Four Charrette Plans 

As you may recall, the DPZ Team developed four master plan scenarios over the course of the last several months, including the ten-day virtual charrette engagement. Those four plans represented a wide range of ideas, goals, and emphases for the property. 

  • The Commerce Park plan focused almost exclusively on industrial and commercial uses, with a small area of retail and office space, and a handful of multi-family residential units. 
  • The Market Plan was ranked as the top choice by the DPZ Team as the highest and most valuable use of the land. That plan emphasized residential development, recreational and civic space, and still preserved 92 acres for targeted job creation along with a town center for retail and amenities. 
  • The Village Plan was the top choice of charrette participants, which created large swaths of undeveloped areas or minimally developed “farmsteads” in addition to a 70-acre commercial area and a town center for shopping, dining and civic uses.
  • The Greenway Plan was the fourth plan developed, and created a unique layout and combination of uses, with a more aggressive allocation for commerce uses. This plan also scored well during the charrette, but due to the offset street grid, the team felt that this option would be the most difficult to achieve from a transportation and connectivity standpoint. 

Post Charrette – A Compromise Plan

However, as these four plans were moved forward to the County Commission, it became apparent that none of the plans would muster majority support of the board. At that point, and at Commissioner Bender’s request, we began to discuss some options for a compromise plan, which would allow for private-sector retail and town center development, some residential space to support the retail areas, and significant acreage allocated for job creation.

Note: This is a framework plan, so specific details about building types, open space, civic uses, recreational opportunities and green infrastructure are not reflected yet.

In addition, the team explored the idea of integrating time limits and phasing triggers into the development plan.

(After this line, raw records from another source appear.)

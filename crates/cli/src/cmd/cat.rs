use std::io::{self, Write};

use anyhow::{Context, Result};
use tracing::debug;

use lstore_lib::{CanonPath, SourceAccessor, fs_accessor};

use crate::store::open_store;

pub fn cmd_cat(store_uri: &str, path: &str, check: bool) -> Result<()> {
  let accessor = fs_accessor(open_store(store_uri)?, check)?;
  let path = CanonPath::new(path);

  let stdout = io::stdout();
  let mut out = stdout.lock();
  accessor
    .read_file(&path, &mut out, &mut |size: u64| debug!(path = %path, size, "streaming file"))
    .with_context(|| format!("Failed to read '{}'", path))?;
  out.flush()?;

  Ok(())
}
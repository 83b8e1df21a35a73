//! Canonical virtual paths.
//!
//! A `CanonPath` is always absolute, slash-separated, and free of empty,
//! `.` and `..` components. The root is `/`; no other path has a trailing slash.

use std::fmt;

use serde::{Deserialize, Serialize};

#[derive(Debug, Clone, PartialEq, Eq, PartialOrd, Ord, Hash, Serialize, Deserialize)]
#[serde(from = "String", into = "String")]
pub struct CanonPath(String);

impl CanonPath {
  /// Canonicalize `raw`, interpreting it relative to the root.
  ///
  /// `..` at the root stays at the root.
  pub fn new(raw: &str) -> Self {
    let mut path = Self::root();
    path.extend(raw);
    path
  }

  pub fn root() -> Self {
    Self("/".to_string())
  }

  pub fn is_root(&self) -> bool {
    self.0.len() == 1
  }

  /// The absolute form, e.g. `/nix/store`.
  pub fn abs(&self) -> &str {
    &self.0
  }

  /// The path without its leading slash; empty for the root.
  pub fn rel(&self) -> &str {
    &self.0[1..]
  }

  pub fn components(&self) -> impl Iterator<Item = &str> {
    self.rel().split('/').filter(|c| !c.is_empty())
  }

  /// Last component, or `None` for the root.
  pub fn base_name(&self) -> Option<&str> {
    if self.is_root() {
      return None;
    }
    self.0.rsplit('/').next()
  }

  pub fn parent(&self) -> Option<CanonPath> {
    if self.is_root() {
      return None;
    }
    match self.0.rfind('/') {
      Some(0) | None => Some(Self::root()),
      Some(idx) => Some(Self(self.0[..idx].to_string())),
    }
  }

  /// Append a single component. `name` must not contain a slash.
  pub fn push(&mut self, name: &str) {
    debug_assert!(!name.contains('/'), "component '{}' contains a slash", name);
    match name {
      "" | "." => {}
      ".." => self.pop(),
      _ => {
        if !self.is_root() {
          self.0.push('/');
        }
        self.0.push_str(name);
      }
    }
  }

  /// Append every component of `raw`, resolving `.` and `..`.
  pub fn extend(&mut self, raw: &str) {
    for component in raw.split('/') {
      self.push(component);
    }
  }

  pub fn join(&self, other: &CanonPath) -> CanonPath {
    let mut joined = self.clone();
    joined.extend(other.rel());
    joined
  }

  fn pop(&mut self) {
    if let Some(parent) = self.parent() {
      *self = parent;
    }
  }

  /// True if `self` equals `dir` or lies somewhere beneath it.
  pub fn is_within(&self, dir: &CanonPath) -> bool {
    if dir.is_root() {
      return true;
    }
    self.0 == dir.0 || (self.0.starts_with(&dir.0) && self.0.as_bytes().get(dir.0.len()) == Some(&b'/'))
  }

  /// The part of `self` below `dir`, or `None` if `self` is not within `dir`.
  pub fn strip_prefix(&self, dir: &CanonPath) -> Option<CanonPath> {
    if !self.is_within(dir) {
      return None;
    }
    if dir.is_root() {
      return Some(self.clone());
    }
    Some(CanonPath::new(&self.0[dir.0.len()..]))
  }
}

impl fmt::Display for CanonPath {
  fn fmt(&self, f: &mut fmt::Formatter<'_>) -> fmt::Result {
    write!(f, "{}", self.0)
  }
}

impl From<String> for CanonPath {
  fn from(raw: String) -> Self {
    Self::new(&raw)
  }
}

impl From<&str> for CanonPath {
  fn from(raw: &str) -> Self {
    Self::new(raw)
  }
}

impl From<CanonPath> for String {
  fn from(path: CanonPath) -> Self {
    path.0
  }
}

This would create flexibility into the future, so that space would be preserved for longer-term needs such as job creation and commerce, but it could also be revisited and re-evaluated for other market opportunities at a date certain. 

The phasing triggers would also help to guide future land-use decisions by setting timeframes for additional development, once certain milestones were achieved on the site. This would create a flexible and market-responsive roadmap for the future of OLF-8. View the presentation here.

How Much Land for Jobs?

One of the critical and lingering questions during this process has been the amount of space that should be allocated for targeted jobs. The UWF Haas Center performed an economic impact analysis which modeled the effects of 1,000/2,000/3,000/4,000 jobs on OLF-8. Not surprisingly, the data shows a significant economic impact for each targeted job created. On average, for every 100 targeted, high-wage jobs created, there are another 60-80 additional jobs created as a result. 

These numbers certainly make the case for a robust job-creation effort on OLF-8, the primary goal of this project. The question for our team has always been, how much land is required to create these jobs? Our analysis of multiple different industries indicates that 1,000 jobs can fit on anywhere from 9 to 72 acres, depending on the job type.

This means that every master plan scenario we designed can accommodate at least 1,000 jobs at the largest warehouse level, and thousands more jobs at the smaller, more technical levels. In addition, many of these employers with higher jobs-per-acre are also the companies that pay higher wages and support broader economic growth. 

Moving Forward…We Hope

The DPZ Team is encouraged by the initial responses by stakeholders and members of the Commission to the compromise plan, which we are calling the Hybrid Plan. 

However, our commitment is, and always has been, to be an honest broker and advisor to both the County Commissioners AND the community. Our scope of work, as well as our own internal beliefs, place a high value on public engagement and public interaction. 

Thus, we are hosting a Virtual Town Hall on March 2, at 6:00 p.m. for members of the public to share their ideas, opinions and suggestions on this new plan. This presentation is outside the scope of our contract, but we are donating our time to prepare, promote, and present this new plan so you will have the chance to be heard. Click here to register.

On March 11, 2021, the Board of County Commissioners will meet again and discuss the OLF-8 Master Plan as well as the future of this project. We are hopeful that the BCC will continue to support the work of the Master Plan team and the public’s engagement in this project.